MATERIAL TO PROCESS:
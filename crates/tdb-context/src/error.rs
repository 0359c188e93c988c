//! Context-layer errors.

use std::path::PathBuf;

use tdb_runner::RunnerError;
use tdb_target::{Target, TargetError};
use thiserror::Error;

/// Result type for context operations.
pub type Result<T> = std::result::Result<T, ContextError>;

/// Errors in the backend configuration.
#[derive(Debug, Error)]
pub enum ConfigError {
    /// Switch value outside the recognized boolean literals.
    #[error("{key}: '{value}' is not a boolean (use true/false/1/0)")]
    InvalidBool { key: String, value: String },

    /// Numeric setting that failed to parse.
    #[error("{key}: '{value}' is not a decimal or 0x-prefixed number")]
    InvalidNumber { key: String, value: String },

    #[error("TOML parse error: {0}")]
    Toml(#[from] toml::de::Error),

    #[error("I/O error: {0}")]
    Io(#[from] std::io::Error),

    #[error("config file not found: {}", path.display())]
    NotFound { path: PathBuf },
}

/// Errors surfaced by the registry and target contexts.
#[derive(Debug, Error)]
pub enum ContextError {
    /// Chip name outside the supported set.
    #[error("unsupported target '{name}'")]
    UnsupportedTarget { name: String },

    /// Supported chip with no registered implementation.
    #[error("target {target} is supported but no implementation is registered")]
    ImplementationMissing { target: Target },

    /// Two registrations for the same chip.
    #[error("target {target} is registered more than once")]
    DuplicateRegistration { target: Target },

    /// A registration built a context for a different chip.
    #[error("registration for {expected} constructed a {found} context")]
    RegistrationMismatch { expected: Target, found: Target },

    #[error(transparent)]
    Config(#[from] ConfigError),

    #[error(transparent)]
    Target(#[from] TargetError),

    #[error(transparent)]
    Runner(#[from] RunnerError),
}

/// Coarse classification of a [`ContextError`].
#[derive(Debug, Clone, Copy, PartialEq, Eq)]
pub enum ErrorKind {
    /// Bad input from the caller or environment; fix the configuration.
    Configuration,
    /// A chip implementation broke its contract; a programming error.
    ContractViolation,
    /// A backend resource could not be built or used.
    ResourceConstruction,
}

impl ContextError {
    pub fn kind(&self) -> ErrorKind {
        match self {
            ContextError::UnsupportedTarget { .. } | ContextError::Config(_) => {
                ErrorKind::Configuration
            }
            ContextError::ImplementationMissing { .. }
            | ContextError::DuplicateRegistration { .. }
            | ContextError::RegistrationMismatch { .. } => ErrorKind::ContractViolation,
            ContextError::Target(e) => match e {
                TargetError::UnsupportedTarget { .. }
                | TargetError::Toml(_)
                | TargetError::TomlSer(_)
                | TargetError::Io(_)
                | TargetError::NotFound { .. } => ErrorKind::Configuration,
                TargetError::AddressUnmapped { .. }
                | TargetError::InvalidShape { .. }
                | TargetError::StrideOverflow { .. }
                | TargetError::UnsupportedLayout { .. }
                | TargetError::NotLocal { .. }
                | TargetError::Decode { .. }
                | TargetError::Validation { .. } => ErrorKind::ContractViolation,
            },
            ContextError::Runner(e) => match e {
                RunnerError::BackendUnavailable { .. } => ErrorKind::Configuration,
                _ => ErrorKind::ResourceConstruction,
            },
        }
    }
}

PROBLEM DESCRIPTION:
Copy each line of the preceding material that contains "from".

THE ANSWER:
    Toml(#[from] toml::de::Error),
    Io(#[from] std::io::Error),
    Config(#[from] ConfigError),
    Target(#[from] TargetError),
    Runner(#[from] RunnerError),
    /// Bad input from the caller or environment; fix the configuration.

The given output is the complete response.